De manera semejante, el
culto privado y público del Corazón de Dios hecho hombre transfigura nuestro
ejercicio de las virtudes morales, iluminadas por su actuar y por sus ejemplos.
Él mismo es la vía que ilumina nuestro caminar virtuoso hacia el Padre y hacia
la imitación de sus perfecciones: la Vía luminosa e iluminadora.
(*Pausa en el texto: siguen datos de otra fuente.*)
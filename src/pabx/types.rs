//! PABX Wire Types
//!
//! JSON payloads exchanged with the management API. Field names follow
//! the server's PascalCase convention.

use serde::{Deserialize, Serialize};

/// Body posted to the login endpoint
#[derive(Debug, Clone, Serialize)]
#[serde(rename_all = "PascalCase")]
pub struct LoginRequest<'a> {
    pub re_captcha_response: Option<&'a str>,
    pub security_code: &'a str,
    pub username: &'a str,
    pub password: &'a str,
}

/// Login endpoint response
#[derive(Debug, Clone, Default, Deserialize)]
#[serde(rename_all = "PascalCase", default)]
pub struct LoginResponse {
    pub status: Option<String>,
    pub token: Option<TokenBody>,
}

/// Token object nested in the login response
#[derive(Debug, Clone, Default, Deserialize)]
#[serde(default)]
pub struct TokenBody {
    pub token_type: Option<String>,
    pub expires_in: Option<u64>,
    pub access_token: Option<String>,
    pub refresh_token: Option<String>,
}

/// Refresh-token grant response
#[derive(Debug, Clone, Default, Deserialize)]
#[serde(default)]
pub struct RefreshedToken {
    pub access_token: Option<String>,
    pub token_type: Option<String>,
    pub expires_in: Option<u64>,
    /// Servers may omit rotation
    pub refresh_token: Option<String>,
}

/// Call state as reported by the PABX
#[derive(Debug, Clone, Copy, PartialEq, Eq, Deserialize, Serialize)]
pub enum CallStatus {
    Routing,
    Talking,
    Rerouting,
    Initiating,
    Transferring,
    #[serde(other)]
    Unknown,
}

/// One entry of the active-calls list
///
/// A `null` caller or callee decodes as an empty string, which the
/// classifier then rejects for that record alone.
#[derive(Debug, Clone, PartialEq, Eq, Deserialize, Serialize)]
#[serde(rename_all = "PascalCase", from = "RawCallRecord")]
pub struct ActiveCallRecord {
    pub id: i64,
    pub caller: String,
    pub callee: String,
    pub status: CallStatus,
}

#[derive(Deserialize)]
#[serde(rename_all = "PascalCase")]
struct RawCallRecord {
    id: i64,
    #[serde(default)]
    caller: Option<String>,
    #[serde(default)]
    callee: Option<String>,
    status: CallStatus,
}

impl From<RawCallRecord> for ActiveCallRecord {
    fn from(raw: RawCallRecord) -> Self {
        Self {
            id: raw.id,
            caller: raw.caller.unwrap_or_default(),
            callee: raw.callee.unwrap_or_default(),
            status: raw.status,
        }
    }
}

/// An active-calls entry that could not be decoded
#[derive(Debug, Clone)]
pub struct MalformedRecord {
    pub raw: serde_json::Value,
    pub error: String,
}

/// One page of the active-calls endpoint
///
/// Entries are kept as raw JSON so one bad entry cannot fail the page;
/// [`records`](Self::records) decodes them one by one.
#[derive(Debug, Clone, Default, Deserialize)]
pub struct ActiveCallsPage {
    /// Server-side total, independent of the page size
    #[serde(rename = "@odata.count", default)]
    pub count: Option<u64>,
    #[serde(default)]
    pub value: Vec<serde_json::Value>,
}

impl ActiveCallsPage {
    /// Concurrent call total, falling back to the page length when the
    /// server omitted the count
    pub fn total(&self) -> u64 {
        self.count.unwrap_or(self.value.len() as u64)
    }

    /// Decode every entry, setting aside the ones that do not fit
    pub fn records(&self) -> (Vec<ActiveCallRecord>, Vec<MalformedRecord>) {
        let mut records = Vec::with_capacity(self.value.len());
        let mut malformed = Vec::new();

        for raw in &self.value {
            match ActiveCallRecord::deserialize(raw) {
                Ok(record) => records.push(record),
                Err(e) => malformed.push(MalformedRecord {
                    raw: raw.clone(),
                    error: e.to_string(),
                }),
            }
        }

        (records, malformed)
    }
}

/// System status snapshot
///
/// Absent or `null` fields read as zero/empty so one missing value never
/// hides the others.
#[derive(Debug, Clone, Default, Deserialize)]
#[serde(from = "RawSystemSnapshot")]
pub struct SystemSnapshot {
    pub fqdn: String,
    pub version: String,
    pub os: String,
    pub ip: String,
    pub max_sim_calls: f64,
    pub calls_active: f64,
    pub extensions_registered: f64,
    pub extensions_total: f64,
    pub trunks_registered: f64,
    pub trunks_total: f64,
    /// Percentage
    pub disk_usage: f64,
    pub free_disk_space: f64,
    pub total_disk_space: f64,
    pub recording_used_space: f64,
    pub recording_quota: f64,
    pub chat_used_space: f64,
    pub log_used_space: f64,
}

#[derive(Default, Deserialize)]
#[serde(rename_all = "PascalCase", default)]
struct RawSystemSnapshot {
    #[serde(rename = "FQDN")]
    fqdn: Option<String>,
    version: Option<String>,
    #[serde(rename = "OS")]
    os: Option<String>,
    ip: Option<String>,
    max_sim_calls: Option<f64>,
    calls_active: Option<f64>,
    extensions_registered: Option<f64>,
    extensions_total: Option<f64>,
    trunks_registered: Option<f64>,
    trunks_total: Option<f64>,
    disk_usage: Option<f64>,
    free_disk_space: Option<f64>,
    total_disk_space: Option<f64>,
    recording_used_space: Option<f64>,
    recording_quota: Option<f64>,
    chat_used_space: Option<f64>,
    log_used_space: Option<f64>,
}

impl From<RawSystemSnapshot> for SystemSnapshot {
    fn from(raw: RawSystemSnapshot) -> Self {
        Self {
            fqdn: raw.fqdn.unwrap_or_default(),
            version: raw.version.unwrap_or_default(),
            os: raw.os.unwrap_or_default(),
            ip: raw.ip.unwrap_or_default(),
            max_sim_calls: raw.max_sim_calls.unwrap_or_default(),
            calls_active: raw.calls_active.unwrap_or_default(),
            extensions_registered: raw.extensions_registered.unwrap_or_default(),
            extensions_total: raw.extensions_total.unwrap_or_default(),
            trunks_registered: raw.trunks_registered.unwrap_or_default(),
            trunks_total: raw.trunks_total.unwrap_or_default(),
            disk_usage: raw.disk_usage.unwrap_or_default(),
            free_disk_space: raw.free_disk_space.unwrap_or_default(),
            total_disk_space: raw.total_disk_space.unwrap_or_default(),
            recording_used_space: raw.recording_used_space.unwrap_or_default(),
            recording_quota: raw.recording_quota.unwrap_or_default(),
            chat_used_space: raw.chat_used_space.unwrap_or_default(),
            log_used_space: raw.log_used_space.unwrap_or_default(),
        }
    }
}

impl SystemSnapshot {
    /// Recording space used as a percentage of the quota; 0 when no quota is set
    pub fn recording_usage_percent(&self) -> f64 {
        if self.recording_quota > 0.0 {
            self.recording_used_space / self.recording_quota * 100.0
        } else {
            0.0
        }
    }
}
El culto tributado al amor
humano y divino de Jesús por el mundo fortifica sin cesar el coraje necesario
para mantener y cumplir el “proyecto espiritual” (8) en el contexto de las
heridas infligidas al hombre moderno por una civilización industrial y post
industrial que tiende a despersonalizarlo y a alienarlo, reduciéndolo al nivel
de un objeto de mercancía.
El culto del Corazón de
Cristo viene aquí en auxilio de la persona, ayudándolo a cultivar su propia
identidad: el “Yo” humano es un sujeto que ha sido amado en su pasado, es
actualmente amado y sabe que lo será por Aquél cuyo amor domina y unifica el
pasado, el presente y el futuro. La permanente y creciente consciencia de estar
envuelto por este Amor trascendente facilita la imitación de las virtudes que
Él mismo ejerció durante su vida terrestre, inclusive que hasta el pasado tiende
a sumergir el pasado. Porque el sujeto humano encuentra en su relación con el
Corazón de Cristo la fuerza y el dinamismo queridos para preparar y desafiar el
porvenir. Ve en Él un maestro de confianza y de amor audaz.
En esta vía iluminativa,
la imitación de Cristo es inseparablemente testimonio rendido a Cristo, bajo la
influencia del Espíritu de Verdad y de las gracias sacramentales de la
confirmación. Por medio de ellas, el Espíritu del Corazón de Jesús habla de Él,
actúa por Él, suscita el deseo de ofrecerle los sufrimientos y las alegrías de
la vida cotidiana.
1 Cf. P. Ricoeur, De
l’interpretation, París 1965, p. 478: “los mismos símbolos son portadores de
dos vectores; representan nuestra infancia, exploran nuestra vida adulta.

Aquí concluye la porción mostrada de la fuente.